● **Exercise directions**
List, from the lines below, each one with "HandoffSpec" in it.

● **Extracted information**

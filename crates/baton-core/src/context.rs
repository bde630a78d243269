//! Caller context threaded through hooks, guardrails and tools.

use std::any::Any;
use std::fmt;
use std::sync::Arc;

use parking_lot::Mutex;

use crate::usage::Usage;

/// Opaque caller value plus the run's live usage counters.
///
/// The runtime never inspects the value. Clones share both the value and the
/// usage counters, so tools running concurrently observe the same totals.
/// Callers whose tools mutate the value must make it concurrency-safe
/// themselves (e.g. wrap it in a mutex).
#[derive(Clone)]
pub struct RunContext {
    value: Arc<dyn Any + Send + Sync>,
    usage: Arc<Mutex<Usage>>,
}

impl RunContext {
    /// Wrap a caller value.
    pub fn new<T: Any + Send + Sync>(value: T) -> Self {
        Self {
            value: Arc::new(value),
            usage: Arc::new(Mutex::new(Usage::default())),
        }
    }

    /// A context without a caller value.
    pub fn empty() -> Self {
        Self::new(())
    }

    /// Borrow the caller value as `T`, if it is one.
    pub fn get<T: Any + Send + Sync>(&self) -> Option<&T> {
        self.value.downcast_ref::<T>()
    }

    /// Usage accumulated so far in this run.
    pub fn usage(&self) -> Usage {
        *self.usage.lock()
    }

    /// Record usage of one model call.
    pub fn add_usage(&self, usage: &Usage) {
        self.usage.lock().add(usage);
    }
}

impl Default for RunContext {
    fn default() -> Self {
        Self::empty()
    }
}

impl fmt::Debug for RunContext {
    fn fmt(&self, f: &mut fmt::Formatter<'_>) -> fmt::Result {
        f.debug_struct("RunContext")
            .field("usage", &self.usage())
            .finish_non_exhaustive()
    }
}

#[cfg(test)]
mod tests {
    use super::*;

    #[derive(Debug, PartialEq)]
    struct Session {
        user: &'static str,
    }

    #[test]
    fn get_downcasts_value() {
        let ctx = RunContext::new(Session { user: "ada" });
        assert_eq!(ctx.get::<Session>(), Some(&Session { user: "ada" }));
        assert!(ctx.get::<String>().is_none());
    }

    #[test]
    fn clones_share_usage() {
        let ctx = RunContext::empty();
        let clone = ctx.clone();
        clone.add_usage(&Usage::single(3, 4));
        assert_eq!(ctx.usage().total_tokens, 7);
    }

    #[test]
    fn debug_does_not_require_value_debug() {
        struct Opaque;
        let ctx = RunContext::new(Opaque);
        assert!(format!("{ctx:?}").contains("RunContext"));
    }
}
//! The [`Model`] contract and the per-turn request it receives.

use std::pin::Pin;

use async_trait::async_trait;
use baton_core::{HandoffSpec, InputItem, ModelResponse, OutputItem, ToolSpec};
use futures::Stream;
use serde::{Deserialize, Serialize};
use serde_json::{Map, Value};

use crate::errors::ModelResult;
use crate::settings::ModelSettings;

/// A stored prompt template reference resolved by the provider.
#[derive(Clone, Debug, PartialEq, Serialize, Deserialize)]
pub struct Prompt {
    /// Prompt identifier.
    pub id: String,
    /// Pinned version, or latest.
    #[serde(default, skip_serializing_if = "Option::is_none")]
    pub version: Option<String>,
    /// Template variables.
    #[serde(default, skip_serializing_if = "Map::is_empty")]
    pub variables: Map<String, Value>,
}

/// Structured output constraint sent to the provider.
#[derive(Clone, Debug, PartialEq, Serialize, Deserialize)]
pub struct OutputSchemaSpec {
    /// Schema name.
    pub name: String,
    /// JSON schema of the final output.
    pub schema: Value,
    /// Whether the provider should enforce the schema strictly.
    pub strict: bool,
}

/// How much the provider adapter may record in its own traces.
#[derive(Clone, Copy, Debug, Default, PartialEq, Eq, Serialize, Deserialize)]
#[serde(rename_all = "snake_case")]
pub enum ModelTracing {
    /// No instrumentation.
    Disabled,
    /// Instrumentation including inputs and outputs.
    #[default]
    Enabled,
    /// Instrumentation without inputs and outputs.
    EnabledWithoutData,
}

/// Everything one turn sends to the model.
#[derive(Clone, Debug, Default, PartialEq, Serialize)]
pub struct ModelRequest {
    /// Resolved system instructions.
    #[serde(skip_serializing_if = "Option::is_none")]
    pub system_instructions: Option<String>,
    /// Stored prompt reference.
    #[serde(skip_serializing_if = "Option::is_none")]
    pub prompt: Option<Prompt>,
    /// Full model-facing transcript.
    pub input: Vec<InputItem>,
    /// Resolved tuning.
    pub settings: ModelSettings,
    /// Tools the model may call.
    pub tools: Vec<ToolSpec>,
    /// Structured output constraint, if any.
    #[serde(skip_serializing_if = "Option::is_none")]
    pub output_schema: Option<OutputSchemaSpec>,
    /// Handoffs the model may request.
    pub handoffs: Vec<HandoffSpec>,
    /// Continuity token from the previous turn.
    #[serde(skip_serializing_if = "Option::is_none")]
    pub previous_response_id: Option<String>,
    /// Instrumentation level.
    pub tracing: ModelTracing,
}

/// A provider-level incremental event.
#[derive(Clone, Debug, PartialEq, Serialize, Deserialize)]
#[serde(tag = "type", rename_all = "snake_case")]
pub enum RawResponseEvent {
    /// The provider accepted the request.
    Created {
        /// Provider response id.
        #[serde(default, skip_serializing_if = "Option::is_none")]
        response_id: Option<String>,
    },
    /// A chunk of message text.
    OutputTextDelta {
        /// Item being produced.
        item_id: String,
        /// Text chunk.
        delta: String,
    },
    /// A chunk of function call arguments.
    FunctionCallArgumentsDelta {
        /// Item being produced.
        item_id: String,
        /// Argument chunk.
        delta: String,
    },
    /// An output item is complete.
    OutputItemDone {
        /// The finished item.
        item: OutputItem,
    },
    /// A provider event without a dedicated variant.
    Other {
        /// Event payload.
        payload: Value,
    },
}

/// One element of a streamed model call.
#[derive(Clone, Debug, PartialEq)]
pub enum ModelStreamEvent {
    /// Incremental provider event.
    Raw(RawResponseEvent),
    /// The aggregate response. Always the last element.
    Completed(ModelResponse),
}

/// Boxed stream returned by [`Model::stream_response`].
pub type ModelEventStream = Pin<Box<dyn Stream<Item = ModelResult<ModelStreamEvent>> + Send>>;

/// One model endpoint.
///
/// `stream_response` must end with exactly one [`ModelStreamEvent::Completed`]
/// holding the same aggregate shape `get_response` returns.
#[async_trait]
pub trait Model: Send + Sync {
    /// Model identifier, for logs.
    fn name(&self) -> &str;

    /// Run the request to completion.
    async fn get_response(&self, request: &ModelRequest) -> ModelResult<ModelResponse>;

    /// Run the request, yielding raw events before the aggregate response.
    ///
    /// The default yields only the aggregate from [`Model::get_response`].
    async fn stream_response(&self, request: &ModelRequest) -> ModelResult<ModelEventStream> {
        let response = self.get_response(request).await?;
        Ok(Box::pin(futures::stream::once(async move {
            Ok(ModelStreamEvent::Completed(response))
        })))
    }
}
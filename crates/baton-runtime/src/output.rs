//! Output type constraints on an agent's final answer.

use std::fmt;
use std::sync::Arc;

use baton_llm::OutputSchemaSpec;
use serde::de::DeserializeOwned;
use serde_json::Value;

use crate::errors::RunError;

type Validator = Arc<dyn Fn(&Value) -> Result<(), String> + Send + Sync>;

/// JSON schema the final output must satisfy.
///
/// The runtime does not evaluate JSON schemas itself; the schema is sent to
/// the model and the final text is checked by decoding it and, if set, by
/// a validator.
#[derive(Clone)]
pub struct OutputSchema {
    name: String,
    json_schema: Value,
    strict: bool,
    validator: Option<Validator>,
}

impl OutputSchema {
    /// A schema checked only for well-formed JSON.
    pub fn new(name: impl Into<String>, json_schema: Value) -> Self {
        Self {
            name: name.into(),
            json_schema,
            strict: true,
            validator: None,
        }
    }

    /// A schema whose final output must also deserialize into `T`.
    pub fn of<T: DeserializeOwned + 'static>(name: impl Into<String>, json_schema: Value) -> Self {
        let mut schema = Self::new(name, json_schema);
        schema.validator = Some(Arc::new(|value: &Value| {
            serde_json::from_value::<T>(value.clone())
                .map(|_| ())
                .map_err(|e| e.to_string())
        }));
        schema
    }

    /// Ask the provider not to enforce the schema strictly.
    #[must_use]
    pub fn non_strict(mut self) -> Self {
        self.strict = false;
        self
    }

    /// Schema name.
    pub fn name(&self) -> &str {
        &self.name
    }

    /// Wire description sent with each model call.
    pub fn spec(&self) -> OutputSchemaSpec {
        OutputSchemaSpec {
            name: self.name.clone(),
            schema: self.json_schema.clone(),
            strict: self.strict,
        }
    }

    /// Parse and check the model's final text.
    pub fn validate(&self, text: &str) -> Result<Value, RunError> {
        let value: Value = serde_json::from_str(text).map_err(|e| {
            RunError::model_behavior(format!("Invalid JSON when parsing {text:?} for {}: {e}", self.name))
        })?;
        if let Some(validator) = &self.validator {
            validator(&value).map_err(|e| {
                RunError::model_behavior(format!("Output does not match {}: {e}", self.name))
            })?;
        }
        Ok(value)
    }
}

impl fmt::Debug for OutputSchema {
    fn fmt(&self, f: &mut fmt::Formatter<'_>) -> fmt::Result {
        f.debug_struct("OutputSchema")
            .field("name", &self.name)
            .field("strict", &self.strict)
            .field("typed", &self.validator.is_some())
            .finish_non_exhaustive()
    }
}

/// What an agent's final output must be.
#[derive(Clone, Debug, Default)]
pub enum OutputType {
    /// Plain text, the default.
    #[default]
    Text,
    /// JSON matching a schema.
    Json(OutputSchema),
}

impl OutputType {
    /// Whether the output is plain text.
    pub fn is_plain_text(&self) -> bool {
        matches!(self, Self::Text)
    }

    /// Schema to send to the model, if any.
    pub fn spec(&self) -> Option<OutputSchemaSpec> {
        match self {
            Self::Text => None,
            Self::Json(schema) => Some(schema.spec()),
        }
    }

    /// Turn the last message's text into the final output value.
    pub fn parse_final(&self, text: &str) -> Result<Value, RunError> {
        match self {
            Self::Text => Ok(Value::String(text.to_owned())),
            Self::Json(schema) => schema.validate(text),
        }
    }

    /// Short label for spans.
    pub fn label(&self) -> &str {
        match self {
            Self::Text => "str",
            Self::Json(schema) => schema.name(),
        }
    }
}
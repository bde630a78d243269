//! Carrying out a requested handoff.

use std::sync::Arc;

use baton_core::{InputItem, RunContext, RunItem};
use baton_hooks::{HookEngine, HookEvent};
use serde_json::{Value, json};
use tokio_util::sync::CancellationToken;
use tracing::{Instrument, info, warn};

use crate::agent::Agent;
use crate::errors::RunError;
use crate::handoff::HandoffInputFilter;
use crate::response_processor::ToolRunHandoff;
use crate::trace::Tracer;

/// Output given to every handoff call after the first in one turn.
pub const MULTIPLE_HANDOFFS_MESSAGE: &str = "Multiple handoffs detected, ignoring this one.";

/// Result of a handoff.
#[derive(Clone)]
pub struct HandoffOutcome {
    /// Agent that takes over.
    pub new_agent: Arc<Agent>,
    /// Items to append: outputs for ignored handoff calls, then the handoff output.
    pub items: Vec<RunItem>,
    /// Transcript filter to apply for the new agent.
    pub input_filter: Option<HandoffInputFilter>,
}

/// Honor the first of `requested` and answer the rest as ignored.
#[allow(clippy::too_many_arguments)]
pub async fn execute_handoffs(
    ctx: &RunContext,
    agent: &Agent,
    hooks: &HookEngine,
    tracer: Tracer,
    requested: Vec<ToolRunHandoff>,
    fallback_filter: Option<&HandoffInputFilter>,
    cancellation: &CancellationToken,
) -> Result<HandoffOutcome, RunError> {
    let mut requested = requested.into_iter();
    let Some(chosen) = requested.next() else {
        return Err(RunError::internal("no handoff to execute"));
    };

    let mut items = Vec::new();
    for ignored in requested {
        warn!(agent = agent.name(), handoff = %ignored.call.name, "multiple handoffs in one turn, ignoring");
        items.push(RunItem::ToolCallOutput {
            agent: agent.name().to_owned(),
            call_id: ignored.call.call_id.clone(),
            output: Value::String(MULTIPLE_HANDOFFS_MESSAGE.to_owned()),
            raw: InputItem::FunctionCallOutput {
                call_id: ignored.call.call_id,
                output: MULTIPLE_HANDOFFS_MESSAGE.to_owned(),
            },
        });
    }

    let ToolRunHandoff { call, handoff } = chosen;
    let span = tracer.handoff(agent.name(), handoff.agent_name());
    let new_agent = async {
        tokio::select! {
            biased;
            () = cancellation.cancelled() => Err(RunError::Cancelled),
            result = handoff.invoke(ctx, &call.arguments) => result,
        }
    }
    .instrument(span)
    .await?;
    info!(from = agent.name(), to = new_agent.name(), "handoff");

    items.push(RunItem::HandoffOutput {
        agent: agent.name().to_owned(),
        raw: InputItem::FunctionCallOutput {
            call_id: call.call_id,
            output: json!({ "assistant": new_agent.name() }).to_string(),
        },
        source_agent: agent.name().to_owned(),
        target_agent: new_agent.name().to_owned(),
    });

    hooks
        .emit(
            ctx,
            new_agent.hooks(),
            &HookEvent::Handoff {
                from: agent.name().to_owned(),
                to: new_agent.name().to_owned(),
            },
        )
        .await?;

    Ok(HandoffOutcome {
        new_agent,
        items,
        input_filter: handoff.input_filter().or(fallback_filter).cloned(),
    })
}

#[cfg(test)]
mod tests {
    use super::*;
    use crate::handoff::{Handoff, HandoffInputData, handoff};
    use assert_matches::assert_matches;
    use baton_core::FunctionCall;
    use baton_hooks::{LifecycleHooks, RecordingHooks};

    fn request(h: Handoff, call_id: &str) -> ToolRunHandoff {
        ToolRunHandoff {
            call: FunctionCall {
                id: format!("fc_{call_id}"),
                call_id: call_id.into(),
                name: h.tool_name().to_owned(),
                arguments: "{}".into(),
            },
            handoff: h,
        }
    }

    async fn resolve(requested: Vec<ToolRunHandoff>, hooks: &HookEngine) -> Result<HandoffOutcome, RunError> {
        execute_handoffs(
            &RunContext::empty(),
            &Agent::new("triage"),
            hooks,
            Tracer::new(false, false),
            requested,
            None,
            &CancellationToken::new(),
        )
        .await
    }

    #[tokio::test]
    async fn single_handoff_produces_output_item() {
        let billing = Agent::new("billing").shared();
        let outcome = resolve(vec![request(handoff(billing), "c1")], &HookEngine::default())
            .await
            .unwrap();
        assert_eq!(outcome.new_agent.name(), "billing");
        assert_eq!(outcome.items.len(), 1);
        assert_matches!(&outcome.items[0], RunItem::HandoffOutput { raw: InputItem::FunctionCallOutput { call_id, output }, source_agent, target_agent, .. }
            if call_id == "c1" && output == r#"{"assistant":"billing"}"# && source_agent == "triage" && target_agent == "billing");
    }

    #[tokio::test]
    async fn only_first_of_several_is_honored() {
        let outcome = resolve(
            vec![
                request(handoff(Agent::new("billing").shared()), "c1"),
                request(handoff(Agent::new("refunds").shared()), "c2"),
            ],
            &HookEngine::default(),
        )
        .await
        .unwrap();
        assert_eq!(outcome.new_agent.name(), "billing");
        assert_matches!(&outcome.items[0], RunItem::ToolCallOutput { call_id, output, .. }
            if call_id == "c2" && output == &Value::String(MULTIPLE_HANDOFFS_MESSAGE.into()));
        assert_matches!(&outcome.items[1], RunItem::HandoffOutput { .. });
    }

    #[tokio::test]
    async fn handoff_hook_goes_to_run_then_target_agent() {
        let log = RecordingHooks::shared_log();
        let run_hooks: Arc<dyn LifecycleHooks> = Arc::new(RecordingHooks::with_log("run", log.clone()));
        let target_hooks: Arc<dyn LifecycleHooks> = Arc::new(RecordingHooks::with_log("billing", log.clone()));
        let billing = Agent::new("billing").with_hooks(target_hooks).shared();

        let _ = resolve(vec![request(handoff(billing), "c1")], &HookEngine::new(Some(run_hooks)))
            .await
            .unwrap();
        assert_eq!(*log.lock(), vec!["run:handoff:triage->billing", "billing:handoff:triage->billing"]);
    }

    #[tokio::test]
    async fn descriptor_filter_wins_over_fallback() {
        let own: HandoffInputFilter = Arc::new(|mut data: HandoffInputData| {
            data.new_items.clear();
            data
        });
        let fallback: HandoffInputFilter = Arc::new(|data| data);
        let h = handoff(Agent::new("billing").shared()).with_input_filter(Arc::clone(&own));
        let outcome = execute_handoffs(
            &RunContext::empty(),
            &Agent::new("triage"),
            &HookEngine::default(),
            Tracer::new(false, false),
            vec![request(h, "c1")],
            Some(&fallback),
            &CancellationToken::new(),
        )
        .await
        .unwrap();
        assert!(Arc::ptr_eq(&outcome.input_filter.unwrap(), &own));
    }

    #[tokio::test]
    async fn transfer_errors_abort() {
        let h = Handoff::new("transfer_to_x", "x", "x", |_ctx, _args| async {
            Err(RunError::user("x is offline"))
        });
        let err = resolve(vec![request(h, "c1")], &HookEngine::default()).await.err().unwrap();
        assert_matches!(err, RunError::User { .. });
    }
}
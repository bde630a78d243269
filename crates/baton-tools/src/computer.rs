//! Computer tool: model-driven control of a virtual device.
//!
//! Every call runs in two fixed steps: perform the action (skipped for a bare
//! screenshot request), then capture a screenshot that becomes the output.
//! Pending safety checks are put to the acknowledgement callback first; a
//! single rejection stops the action before it touches the device.

use std::fmt;
use std::sync::Arc;

use async_trait::async_trait;
use baton_core::{ComputerAction, ComputerCall, Environment, MouseButton, Point, SafetyCheck, ToolSpec};
use tracing::{debug, warn};

use crate::errors::ToolError;

/// A device the model can drive.
///
/// Screenshots are base64-encoded PNG data.
#[cfg_attr(test, mockall::automock)]
#[async_trait]
pub trait Computer: Send + Sync {
    /// Device environment.
    fn environment(&self) -> Environment;

    /// Viewport `(width, height)` in pixels.
    fn dimensions(&self) -> (u32, u32);

    /// Capture the screen.
    async fn screenshot(&self) -> Result<String, ToolError>;

    /// Click at a position.
    async fn click(&self, x: i32, y: i32, button: MouseButton) -> Result<(), ToolError>;

    /// Double click at a position.
    async fn double_click(&self, x: i32, y: i32) -> Result<(), ToolError>;

    /// Scroll at a position.
    async fn scroll(&self, x: i32, y: i32, scroll_x: i32, scroll_y: i32) -> Result<(), ToolError>;

    /// Type text.
    async fn type_text(&self, text: &str) -> Result<(), ToolError>;

    /// Wait for the device to settle.
    async fn wait(&self) -> Result<(), ToolError>;

    /// Move the pointer.
    async fn move_to(&self, x: i32, y: i32) -> Result<(), ToolError>;

    /// Press keys together.
    async fn keypress(&self, keys: &[String]) -> Result<(), ToolError>;

    /// Drag along a path.
    async fn drag(&self, path: &[Point]) -> Result<(), ToolError>;
}

/// Decides whether a pending safety check may be acknowledged.
pub type SafetyCheckCallback = Arc<dyn Fn(&ComputerCall, &SafetyCheck) -> bool + Send + Sync>;

/// Result of one computer call.
#[derive(Clone, Debug, PartialEq, Eq)]
pub struct ComputerOutput {
    /// `data:image/png;base64,...` URL of the post-action screenshot.
    pub image_url: String,
    /// Checks acknowledged before acting.
    pub acknowledged_safety_checks: Vec<SafetyCheck>,
}

/// The computer tool an agent declares.
#[derive(Clone)]
pub struct ComputerTool {
    computer: Arc<dyn Computer>,
    on_safety_check: Option<SafetyCheckCallback>,
}

impl ComputerTool {
    /// Wrap a device. Calls with pending safety checks are rejected until a
    /// callback is installed.
    pub fn new(computer: Arc<dyn Computer>) -> Self {
        Self {
            computer,
            on_safety_check: None,
        }
    }

    /// Install the safety check callback.
    #[must_use]
    pub fn with_safety_check<F>(mut self, callback: F) -> Self
    where
        F: Fn(&ComputerCall, &SafetyCheck) -> bool + Send + Sync + 'static,
    {
        self.on_safety_check = Some(Arc::new(callback));
        self
    }

    /// Tool name as sent to the provider.
    pub fn name(&self) -> &'static str {
        "computer_use_preview"
    }

    /// Provider-neutral description.
    pub fn spec(&self) -> ToolSpec {
        let (display_width, display_height) = self.computer.dimensions();
        ToolSpec::Computer {
            environment: self.computer.environment(),
            display_width,
            display_height,
        }
    }

    /// Acknowledge safety checks, act, then screenshot.
    pub async fn run(&self, call: &ComputerCall) -> Result<ComputerOutput, ToolError> {
        let acknowledged = self.acknowledge(call)?;

        debug!(call_id = %call.call_id, action = call.action.kind(), "running computer action");
        self.perform(&call.action).await?;
        let screenshot = self.computer.screenshot().await?;

        Ok(ComputerOutput {
            image_url: format!("data:image/png;base64,{screenshot}"),
            acknowledged_safety_checks: acknowledged,
        })
    }

    fn acknowledge(&self, call: &ComputerCall) -> Result<Vec<SafetyCheck>, ToolError> {
        let mut acknowledged = Vec::with_capacity(call.pending_safety_checks.len());
        for check in &call.pending_safety_checks {
            let approved = self
                .on_safety_check
                .as_ref()
                .is_some_and(|callback| callback(call, check));
            if !approved {
                warn!(call_id = %call.call_id, check_id = %check.id, code = %check.code, "safety check rejected");
                return Err(ToolError::SafetyCheckRejected {
                    check_id: check.id.clone(),
                    code: check.code.clone(),
                });
            }
            acknowledged.push(check.clone());
        }
        Ok(acknowledged)
    }

    async fn perform(&self, action: &ComputerAction) -> Result<(), ToolError> {
        let c = &self.computer;
        match action {
            ComputerAction::Click { x, y, button } => c.click(*x, *y, *button).await,
            ComputerAction::DoubleClick { x, y } => c.double_click(*x, *y).await,
            ComputerAction::Scroll {
                x,
                y,
                scroll_x,
                scroll_y,
            } => c.scroll(*x, *y, *scroll_x, *scroll_y).await,
            ComputerAction::Type { text } => c.type_text(text).await,
            ComputerAction::Wait => c.wait().await,
            ComputerAction::Move { x, y } => c.move_to(*x, *y).await,
            ComputerAction::Keypress { keys } => c.keypress(keys).await,
            ComputerAction::Drag { path } => c.drag(path).await,
            ComputerAction::Screenshot => Ok(()),
        }
    }
}

impl fmt::Debug for ComputerTool {
    fn fmt(&self, f: &mut fmt::Formatter<'_>) -> fmt::Result {
        f.debug_struct("ComputerTool")
            .field("environment", &self.computer.environment())
            .field("has_safety_callback", &self.on_safety_check.is_some())
            .finish()
    }
}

● **Finished exercise**
use baton_core::{HandoffSpec, InputItem, ModelResponse, OutputItem, ToolSpec};
    pub handoffs: Vec<HandoffSpec>,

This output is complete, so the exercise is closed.